── Entries provided

//! Star rating demo
//!
//! Shows the three widget variants side by side: a read-only display, an
//! interactive control with live preview while dragging, and a tap-only
//! control with drag-to-change disabled.

use iced::widget::{column, container, text};
use iced::{Element, Length, Theme, color};

use star_rating::{StarRating, Weight};

fn main() -> iced::Result {
    // Initialize tracing for logging
    tracing_subscriber::fmt::init();

    iced::application(Demo::default, Demo::update, Demo::view)
        .title("Star rating")
        .theme(Demo::theme)
        .run()
}

#[derive(Debug, Clone)]
enum Message {
    RatingPreviewed(f32),
    RatingChanged(f32),
    TapRatingChanged(f32),
}

struct Demo {
    /// Committed rating of the interactive row
    rating: f32,
    /// In-flight preview while a drag is being tracked
    preview: Option<f32>,
    /// Committed rating of the tap-only row
    tap_rating: f32,
}

impl Default for Demo {
    fn default() -> Self {
        Self {
            rating: 3.5,
            preview: None,
            tap_rating: 2.0,
        }
    }
}

impl Demo {
    fn update(&mut self, message: Message) {
        match message {
            Message::RatingPreviewed(value) => {
                self.preview = Some(value);
            }
            Message::RatingChanged(value) => {
                tracing::info!(value, "rating committed");
                self.rating = value;
                self.preview = None;
            }
            Message::TapRatingChanged(value) => {
                tracing::info!(value, "tap-only rating committed");
                self.tap_rating = value;
            }
        }
    }

    fn view(&self) -> Element<'_, Message> {
        let shown = self.preview.unwrap_or(self.rating);

        let content = column![
            text("Read-only"),
            StarRating::new(3.5).width(250.0),
            text(format!("Drag or tap: {shown:.1}")),
            StarRating::interactive(self.rating, Message::RatingChanged)
                .on_preview(Message::RatingPreviewed)
                .preview(self.preview)
                .width(250.0)
                .outline(color!(0xb8860b))
                .outline_weight(Weight::Regular),
            text(format!("Tap only: {:.1}", self.tap_rating)),
            StarRating::interactive(self.tap_rating, Message::TapRatingChanged)
                .tap_only()
                .star_width(28.0)
                .spacing(6.0)
                .highlighted_color(color!(0xff4d8d)),
        ]
        .spacing(16);

        container(content).center(Length::Fill).into()
    }

    fn theme(&self) -> Theme {
        Theme::Dark
    }
}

────

◆ **Work item**
Would you print all of the records exactly as they were given?

◆ **Solution to the exercise**
//! Star rating demo
//!
//! Shows the three widget variants side by side: a read-only display, an
//! interactive control with live preview while dragging, and a tap-only
//! control with drag-to-change disabled.

use iced::widget::{column, container, text};
use iced::{Element, Length, Theme, color};

use star_rating::{StarRating, Weight};

fn main() -> iced::Result {
    // Initialize tracing for logging
    tracing_subscriber::fmt::init();

    iced::application(Demo::default, Demo::update, Demo::view)
        .title("Star rating")
        .theme(Demo::theme)
        .run()
}

#[derive(Debug, Clone)]
enum Message {
    RatingPreviewed(f32),
    RatingChanged(f32),
    TapRatingChanged(f32),
}

struct Demo {
    /// Committed rating of the interactive row
    rating: f32,
    /// In-flight preview while a drag is being tracked
    preview: Option<f32>,
    /// Committed rating of the tap-only row
    tap_rating: f32,
}

impl Default for Demo {
    fn default() -> Self {
        Self {
            rating: 3.5,
            preview: None,
            tap_rating: 2.0,
        }
    }
}

impl Demo {
    fn update(&mut self, message: Message) {
        match message {
            Message::RatingPreviewed(value) => {
                self.preview = Some(value);
            }
            Message::RatingChanged(value) => {
                tracing::info!(value, "rating committed");
                self.rating = value;
                self.preview = None;
            }
            Message::TapRatingChanged(value) => {
                tracing::info!(value, "tap-only rating committed");
                self.tap_rating = value;
            }
        }
    }

    fn view(&self) -> Element<'_, Message> {
        let shown = self.preview.unwrap_or(self.rating);

        let content = column![
            text("Read-only"),
            StarRating::new(3.5).width(250.0),
            text(format!("Drag or tap: {shown:.1}")),
            StarRating::interactive(self.rating, Message::RatingChanged)
                .on_preview(Message::RatingPreviewed)
                .preview(self.preview)
                .width(250.0)
                .outline(color!(0xb8860b))
                .outline_weight(Weight::Regular),
            text(format!("Tap only: {:.1}", self.tap_rating)),
            StarRating::interactive(self.tap_rating, Message::TapRatingChanged)
                .tap_only()
                .star_width(28.0)
                .spacing(6.0)
                .highlighted_color(color!(0xff4d8d)),
        ]
        .spacing(16);

        container(content).center(Length::Fill).into()
    }

    fn theme(&self) -> Theme {
        Theme::Dark
    }
}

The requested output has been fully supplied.